* Instructions to follow: Filter the material below so that only lines containing "stopped" remain.

* Excerpted data:
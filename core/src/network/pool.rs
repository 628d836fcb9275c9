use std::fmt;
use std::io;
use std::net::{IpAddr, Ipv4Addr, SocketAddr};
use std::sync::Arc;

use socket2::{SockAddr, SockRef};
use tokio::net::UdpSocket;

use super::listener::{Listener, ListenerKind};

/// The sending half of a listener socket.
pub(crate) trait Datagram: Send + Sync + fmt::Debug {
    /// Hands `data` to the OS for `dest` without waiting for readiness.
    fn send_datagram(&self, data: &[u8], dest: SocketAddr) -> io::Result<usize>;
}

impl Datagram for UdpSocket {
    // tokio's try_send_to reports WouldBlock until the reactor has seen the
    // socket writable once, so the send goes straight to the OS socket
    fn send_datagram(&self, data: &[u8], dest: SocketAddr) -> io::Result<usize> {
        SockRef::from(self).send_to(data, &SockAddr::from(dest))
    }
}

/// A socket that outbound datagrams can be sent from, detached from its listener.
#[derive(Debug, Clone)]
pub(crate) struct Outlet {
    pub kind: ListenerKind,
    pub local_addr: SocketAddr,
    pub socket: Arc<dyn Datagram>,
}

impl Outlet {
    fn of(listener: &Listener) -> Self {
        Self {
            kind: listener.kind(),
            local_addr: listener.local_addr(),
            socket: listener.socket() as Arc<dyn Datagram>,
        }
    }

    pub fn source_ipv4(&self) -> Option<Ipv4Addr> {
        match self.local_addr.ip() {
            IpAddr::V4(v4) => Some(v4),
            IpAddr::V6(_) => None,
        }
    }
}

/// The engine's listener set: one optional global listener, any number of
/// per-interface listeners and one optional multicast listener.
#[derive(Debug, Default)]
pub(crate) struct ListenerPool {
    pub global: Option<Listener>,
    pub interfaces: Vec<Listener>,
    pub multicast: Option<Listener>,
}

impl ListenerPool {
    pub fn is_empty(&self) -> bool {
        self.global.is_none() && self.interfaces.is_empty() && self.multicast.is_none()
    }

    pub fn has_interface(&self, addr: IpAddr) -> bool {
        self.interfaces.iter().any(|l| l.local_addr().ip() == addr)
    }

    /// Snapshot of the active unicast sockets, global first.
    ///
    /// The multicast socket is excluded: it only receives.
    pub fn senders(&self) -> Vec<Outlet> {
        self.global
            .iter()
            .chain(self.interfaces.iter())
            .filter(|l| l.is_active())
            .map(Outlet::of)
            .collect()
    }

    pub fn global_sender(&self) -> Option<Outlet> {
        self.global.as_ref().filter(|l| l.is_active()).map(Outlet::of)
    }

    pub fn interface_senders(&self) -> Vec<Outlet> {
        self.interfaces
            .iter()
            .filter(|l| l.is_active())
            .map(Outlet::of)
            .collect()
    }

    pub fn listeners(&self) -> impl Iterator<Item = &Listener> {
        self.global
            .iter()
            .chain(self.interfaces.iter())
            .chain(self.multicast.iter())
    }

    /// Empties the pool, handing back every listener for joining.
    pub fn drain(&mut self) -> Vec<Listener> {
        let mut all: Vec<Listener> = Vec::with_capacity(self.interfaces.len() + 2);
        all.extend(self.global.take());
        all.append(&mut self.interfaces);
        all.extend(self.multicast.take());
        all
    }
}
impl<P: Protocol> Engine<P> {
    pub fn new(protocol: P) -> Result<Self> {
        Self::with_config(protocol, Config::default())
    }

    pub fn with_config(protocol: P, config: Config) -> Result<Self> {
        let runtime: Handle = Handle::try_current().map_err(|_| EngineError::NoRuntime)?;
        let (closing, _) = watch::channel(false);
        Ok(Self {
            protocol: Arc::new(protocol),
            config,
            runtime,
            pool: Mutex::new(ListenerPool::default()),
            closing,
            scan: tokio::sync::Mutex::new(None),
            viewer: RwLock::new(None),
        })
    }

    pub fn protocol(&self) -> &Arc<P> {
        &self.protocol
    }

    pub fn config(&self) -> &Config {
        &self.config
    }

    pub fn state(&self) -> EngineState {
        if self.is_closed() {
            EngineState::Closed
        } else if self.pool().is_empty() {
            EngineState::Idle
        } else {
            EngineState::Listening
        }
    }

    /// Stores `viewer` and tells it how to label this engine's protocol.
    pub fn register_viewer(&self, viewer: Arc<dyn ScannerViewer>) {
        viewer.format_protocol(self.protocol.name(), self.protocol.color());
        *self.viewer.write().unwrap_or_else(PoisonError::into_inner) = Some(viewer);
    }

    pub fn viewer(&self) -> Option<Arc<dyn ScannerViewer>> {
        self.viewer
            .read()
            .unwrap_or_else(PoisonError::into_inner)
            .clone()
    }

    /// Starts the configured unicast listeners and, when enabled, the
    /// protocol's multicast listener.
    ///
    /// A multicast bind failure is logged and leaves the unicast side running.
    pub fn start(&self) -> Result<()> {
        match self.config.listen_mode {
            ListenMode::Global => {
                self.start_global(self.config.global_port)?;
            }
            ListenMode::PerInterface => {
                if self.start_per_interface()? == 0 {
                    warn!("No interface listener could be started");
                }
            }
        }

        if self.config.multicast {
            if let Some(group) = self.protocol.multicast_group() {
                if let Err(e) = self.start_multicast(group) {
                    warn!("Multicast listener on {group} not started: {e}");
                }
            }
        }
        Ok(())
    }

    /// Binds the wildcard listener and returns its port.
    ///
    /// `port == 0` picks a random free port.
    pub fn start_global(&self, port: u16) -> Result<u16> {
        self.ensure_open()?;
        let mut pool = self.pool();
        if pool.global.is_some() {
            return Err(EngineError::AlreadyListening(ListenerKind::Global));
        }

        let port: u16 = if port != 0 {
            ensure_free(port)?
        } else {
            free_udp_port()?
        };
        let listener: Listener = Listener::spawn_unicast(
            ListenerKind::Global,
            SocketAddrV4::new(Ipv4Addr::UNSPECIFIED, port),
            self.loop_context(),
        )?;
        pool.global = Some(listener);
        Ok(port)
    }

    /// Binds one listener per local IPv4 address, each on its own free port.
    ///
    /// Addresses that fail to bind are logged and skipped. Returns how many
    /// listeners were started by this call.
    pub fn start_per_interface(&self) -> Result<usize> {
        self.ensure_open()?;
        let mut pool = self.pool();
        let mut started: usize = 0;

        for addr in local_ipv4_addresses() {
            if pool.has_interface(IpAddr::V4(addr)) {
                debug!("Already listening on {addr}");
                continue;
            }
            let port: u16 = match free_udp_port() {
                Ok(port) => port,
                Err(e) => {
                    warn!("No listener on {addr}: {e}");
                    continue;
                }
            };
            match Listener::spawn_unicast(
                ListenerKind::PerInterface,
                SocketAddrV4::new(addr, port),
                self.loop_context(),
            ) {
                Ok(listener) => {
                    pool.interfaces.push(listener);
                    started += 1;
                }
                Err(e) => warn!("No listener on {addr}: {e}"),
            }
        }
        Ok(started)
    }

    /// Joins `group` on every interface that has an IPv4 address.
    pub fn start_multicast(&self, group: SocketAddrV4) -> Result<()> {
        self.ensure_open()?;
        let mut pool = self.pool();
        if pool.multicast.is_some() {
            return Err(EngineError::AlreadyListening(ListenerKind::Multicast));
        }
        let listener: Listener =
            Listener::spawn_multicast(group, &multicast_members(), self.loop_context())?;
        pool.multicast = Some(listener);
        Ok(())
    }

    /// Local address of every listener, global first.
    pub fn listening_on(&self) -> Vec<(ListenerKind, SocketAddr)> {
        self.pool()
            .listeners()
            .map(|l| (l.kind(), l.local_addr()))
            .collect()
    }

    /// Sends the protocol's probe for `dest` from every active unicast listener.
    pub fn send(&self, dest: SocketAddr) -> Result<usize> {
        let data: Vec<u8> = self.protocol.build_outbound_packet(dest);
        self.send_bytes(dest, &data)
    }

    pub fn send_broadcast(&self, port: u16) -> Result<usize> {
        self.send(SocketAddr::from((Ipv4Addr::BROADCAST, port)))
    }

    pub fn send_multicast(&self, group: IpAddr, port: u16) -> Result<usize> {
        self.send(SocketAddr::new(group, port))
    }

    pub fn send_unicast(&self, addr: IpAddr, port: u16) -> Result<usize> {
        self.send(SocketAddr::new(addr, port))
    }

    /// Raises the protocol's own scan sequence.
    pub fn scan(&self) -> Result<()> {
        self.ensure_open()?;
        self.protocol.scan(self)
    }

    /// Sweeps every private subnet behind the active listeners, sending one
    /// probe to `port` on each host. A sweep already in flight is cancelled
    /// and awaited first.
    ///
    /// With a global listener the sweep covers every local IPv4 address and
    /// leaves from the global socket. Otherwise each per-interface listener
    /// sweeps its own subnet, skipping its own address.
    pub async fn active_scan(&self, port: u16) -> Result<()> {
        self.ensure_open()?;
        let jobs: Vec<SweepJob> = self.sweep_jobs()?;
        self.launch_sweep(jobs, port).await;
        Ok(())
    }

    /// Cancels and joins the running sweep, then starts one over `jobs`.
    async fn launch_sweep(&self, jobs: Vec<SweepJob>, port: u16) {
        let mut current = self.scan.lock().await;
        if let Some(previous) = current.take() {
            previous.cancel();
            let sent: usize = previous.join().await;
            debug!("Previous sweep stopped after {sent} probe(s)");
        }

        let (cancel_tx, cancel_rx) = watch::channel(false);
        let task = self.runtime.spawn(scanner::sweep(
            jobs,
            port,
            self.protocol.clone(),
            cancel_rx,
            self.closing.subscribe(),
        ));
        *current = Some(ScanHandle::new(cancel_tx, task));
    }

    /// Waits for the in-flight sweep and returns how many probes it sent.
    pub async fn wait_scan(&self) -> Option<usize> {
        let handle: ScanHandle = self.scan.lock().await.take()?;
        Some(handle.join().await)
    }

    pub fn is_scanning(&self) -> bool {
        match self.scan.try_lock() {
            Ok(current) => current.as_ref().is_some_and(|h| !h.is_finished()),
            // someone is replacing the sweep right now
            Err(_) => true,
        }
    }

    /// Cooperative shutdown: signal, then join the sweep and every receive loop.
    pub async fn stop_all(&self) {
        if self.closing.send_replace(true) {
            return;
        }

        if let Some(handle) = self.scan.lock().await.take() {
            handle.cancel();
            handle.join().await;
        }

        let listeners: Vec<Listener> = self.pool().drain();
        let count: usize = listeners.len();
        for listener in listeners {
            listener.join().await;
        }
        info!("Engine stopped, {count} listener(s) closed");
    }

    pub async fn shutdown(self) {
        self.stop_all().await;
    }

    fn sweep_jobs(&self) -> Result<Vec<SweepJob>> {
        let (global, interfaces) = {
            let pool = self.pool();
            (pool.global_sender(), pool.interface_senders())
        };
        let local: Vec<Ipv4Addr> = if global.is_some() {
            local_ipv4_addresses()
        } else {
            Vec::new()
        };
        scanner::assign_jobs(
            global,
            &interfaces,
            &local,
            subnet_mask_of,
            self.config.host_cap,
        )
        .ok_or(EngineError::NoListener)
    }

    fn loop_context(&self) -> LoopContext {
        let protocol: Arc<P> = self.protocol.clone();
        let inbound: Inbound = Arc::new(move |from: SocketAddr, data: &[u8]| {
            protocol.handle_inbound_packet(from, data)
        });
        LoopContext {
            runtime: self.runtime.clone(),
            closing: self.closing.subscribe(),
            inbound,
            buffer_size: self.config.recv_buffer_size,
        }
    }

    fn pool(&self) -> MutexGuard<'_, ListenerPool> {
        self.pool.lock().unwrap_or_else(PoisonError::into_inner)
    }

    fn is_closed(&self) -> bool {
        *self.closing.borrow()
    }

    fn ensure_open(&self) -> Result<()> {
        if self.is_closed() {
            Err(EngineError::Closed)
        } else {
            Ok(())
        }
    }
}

* Completed exercise:
            debug!("Previous sweep stopped after {sent} probe(s)");
        info!("Engine stopped, {count} listener(s) closed");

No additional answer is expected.